- Classification: Eastern Orthodoxy
- Governance: Episcopal
- Leader: Pimen Enev (1992-1999) Innocent Petrov (1999-2012)
- Language: Bulgarian and Old Church Slavic
- Territory: Bulgaria
- Independence: 1992
- Reunion: 2010-2015
- Separated from: Bulgarian Orthodox Church

= Bulgarian Orthodox Church – Alternative synod =

Former Eastern Orthodox schism

The Bulgarian Orthodox Church – Alternative synod was an Eastern Orthodox Church that claimed to be the sole legitimate Eastern Orthodox church in Bulgaria. It existed between 1992 and 2015.

==History==
In 1991 the new Bulgarian government created a Board of Religious Affairs that began to initiate reforms in the country’s religious institutions. In March 1992 it ruled that the 1971 election of Bulgarian Patriarch Maxim had been recognized illegal because he had been appointed by the communist government in an uncanonical manner. This triggered a division among the bishops, and several of them under the leadership of Metropolitan Pimen (Enev) of Nevrokop called publicly for Maxim’s deposition, forming the Alternative synod. They were condemned as schismatics by the official Holy Synod of the Bulgarian Orthodox Church. The dispute hardened into an even deeper division when, on July 4, 1996, Metropolitan Pimen was installed as rival Patriarch and was anathematized by Maxim’s Holy Synod.
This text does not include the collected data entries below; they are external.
//! LIR and lowering integration tests.

use crate::*;
use flashcpp_ir::{
    BinOpKind, CallingConvention, Function as IrFunction, FunctionSignature, Instruction as IrInstruction,
    Operand as IrOperand, Target, TranslationUnit, TypedValue,
};
use flashcpp_par::BuiltinKind;
use flashcpp_sem::TypeTable;
use flashcpp_util::StringInterner;

#[test]
fn test_virtual_register_creation() {
    let reg = VirtualRegister::new(0);
    assert_eq!(reg.id, 0);
    assert_eq!(reg.width, RegisterWidth::W64);

    let reg_w32 = VirtualRegister::with_width(1, RegisterWidth::W32);
    assert_eq!(reg_w32.id, 1);
    assert_eq!(reg_w32.width, RegisterWidth::W32);
}

#[test]
fn test_physical_register_properties() {
    assert!(PhysicalRegister::RAX.is_caller_saved());
    assert!(PhysicalRegister::RCX.is_caller_saved());
    assert!(PhysicalRegister::R10.is_caller_saved());

    assert!(PhysicalRegister::RBX.is_callee_saved());
    assert!(PhysicalRegister::RBP.is_callee_saved());
    assert!(PhysicalRegister::R12.is_callee_saved());

    assert!(!PhysicalRegister::RAX.is_callee_saved());
}

#[test]
fn test_function_creation() {
    let mut interner = StringInterner::new();
    let name = interner.intern("test_fn");
    let func = lir::Function::new(name);

    assert_eq!(func.name, name);
    assert_eq!(func.instruction_count(), 0);
    assert!(!func.is_external);
}

#[test]
fn test_lir_instructions() {
    let reg1 = VirtualRegister::new(0);
    let reg2 = VirtualRegister::new(1);

    let mov = Instruction::Mov { dest: Operand::Reg(reg1), src: Operand::Imm(42) };
    assert!(matches!(mov, Instruction::Mov { .. }));

    let add = Instruction::Add { dest: Operand::Reg(reg1), src: Operand::Reg(reg2) };
    assert!(matches!(add, Instruction::Add { .. }));

    let cmp = Instruction::Cmp { src1: Operand::Reg(reg1), src2: Operand::Imm(0) };
    assert!(matches!(cmp, Instruction::Cmp { .. }));
}

#[test]
fn test_addressing_modes() {
    let base = Address::Base { base: PhysicalRegister::RBP };
    assert!(matches!(base, Address::Base { .. }));

    let base_off = Address::BaseOffset { base: PhysicalRegister::RBP, offset: 16 };
    assert!(matches!(base_off, Address::BaseOffset { .. }));

    let indexed = Address::Indexed { base: PhysicalRegister::RBP, index: PhysicalRegister::RAX, scale: 8, offset: 0 };
    assert!(matches!(indexed, Address::Indexed { .. }));

    let stack = Address::StackRelative { offset: -16 };
    assert!(matches!(stack, Address::StackRelative { .. }));
}

#[test]
fn test_systemv_abi_arg_registers() {
    assert_eq!(SystemVAbi::get_arg_register(0), Some(PhysicalRegister::RDI));
    assert_eq!(SystemVAbi::get_arg_register(1), Some(PhysicalRegister::RSI));
    assert_eq!(SystemVAbi::get_arg_register(2), Some(PhysicalRegister::RDX));
    assert_eq!(SystemVAbi::get_arg_register(3), Some(PhysicalRegister::RCX));
    assert_eq!(SystemVAbi::get_arg_register(4), Some(PhysicalRegister::R8));
    assert_eq!(SystemVAbi::get_arg_register(5), Some(PhysicalRegister::R9));
    assert_eq!(SystemVAbi::get_arg_register(6), None);
}

#[test]
fn test_stack_frame_layout() {
    let mut frame = StackFrame::new();
    frame.frame_size(4, 2, true);

    assert!(frame.frame_size > 0);
    assert_eq!(frame.local_offsets.len(), 4);
    assert!(!frame.saved_callee_regs.is_empty());
    assert_eq!(frame.frame_size % 16, 0);
}

#[test]
fn test_spill_slot_allocation() {
    let mut frame = StackFrame::new();
    frame.frame_size(2, 0, false);

    let slot1 = frame.allocate_spill_slot();
    let slot2 = frame.allocate_spill_slot();

    assert_eq!(slot2 - slot1, 8);
}

#[test]
fn test_param_assignment() {
    let assign0 = ParamAssignment::from_systemv(0, 0, false);
    assert!(matches!(assign0.location, ParamLocation::Register(PhysicalRegister::RDI)));

    let assign6 = ParamAssignment::from_systemv(6, 6, false);
    assert!(matches!(assign6.location, ParamLocation::Stack(_)));
}

/// Builds `int add(int a, int b) { return a + b; }` directly in
/// `flashcpp-ir` form, bypassing the parser/builder, to exercise lowering
/// in isolation.
fn add_function_ir() -> (TranslationUnit, TypeTable, StringInterner) {
    let mut table = TypeTable::new();
    let mut interner = StringInterner::new();
    let int = table.builtin(BuiltinKind::Int);
    let name = interner.intern("_Z3addii");

    let mut f = IrFunction::default();
    let a_slot = f.new_slot(int);
    let b_slot = f.new_slot(int);
    f.param_slots = vec![a_slot, b_slot];

    f.push(IrInstruction::FunctionDecl(FunctionSignature {
        mangled_name: name,
        return_type: int,
        params: vec![int, int],
        has_hidden_return_param: false,
        calling_convention: CallingConvention::Native,
        is_external: false,
    }));

    let a = f.new_temp();
    f.push(IrInstruction::Load { slot: a_slot, ty: int, result: a });
    let b = f.new_temp();
    f.push(IrInstruction::Load { slot: b_slot, ty: int, result: b });
    let sum = f.new_temp();
    f.push(IrInstruction::BinaryOp {
        op: BinOpKind::Add,
        lhs: TypedValue { ty: int, operand: IrOperand::Temp(a) },
        rhs: TypedValue { ty: int, operand: IrOperand::Temp(b) },
        result: sum,
    });
    f.push(IrInstruction::Return(Some(TypedValue { ty: int, operand: IrOperand::Temp(sum) })));
    f.push(IrInstruction::FunctionEnd);

    let mut tu = TranslationUnit::default();
    tu.functions.push((name, f));
    (tu, table, interner)
}

#[test]
fn lowers_a_two_parameter_function_to_lir() {
    let (tu, table, _interner) = add_function_ir();
    let module = lower_translation_unit(&tu, &table, Target::Linux);

    assert_eq!(module.functions.len(), 1);
    let f = &module.functions[0];
    assert!(!f.instructions.is_empty());
    assert!(f.instructions.iter().any(|i| matches!(i, Instruction::Add { .. })));
    assert!(f.instructions.iter().any(|i| matches!(i, Instruction::Ret { .. })));
}

#[test]
fn parameters_land_in_sysv_argument_registers() {
    let (tu, table, _interner) = add_function_ir();
    let module = lower_translation_unit(&tu, &table, Target::Linux);
    let f = &module.functions[0];

    let stores_from_rdi = f.instructions.iter().any(|i| {
        matches!(i, Instruction::Store { src: Operand::PhysReg(PhysicalRegister::RDI), .. })
    });
    assert!(stores_from_rdi, "first integer parameter should come from RDI");
}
In 1998, through mediation of several Eastern Orthodox churches, an agreement to heal the schism was reached, but soon it turned out that effort for reconciliation were short-lived.

A synod was held in 2008 for the election of the new head of the church, and Metropolitan Inokentii was elected as the leading hierarch. In 2010, Metropolitan Inokentii called for a healing of division between the churches.

Patriarch Neophyte of Bulgaria, elected official Patriarch on 24 February 2013, has been recognised as being influential and for his perseverance in ending the schism. The schism ended in 2015.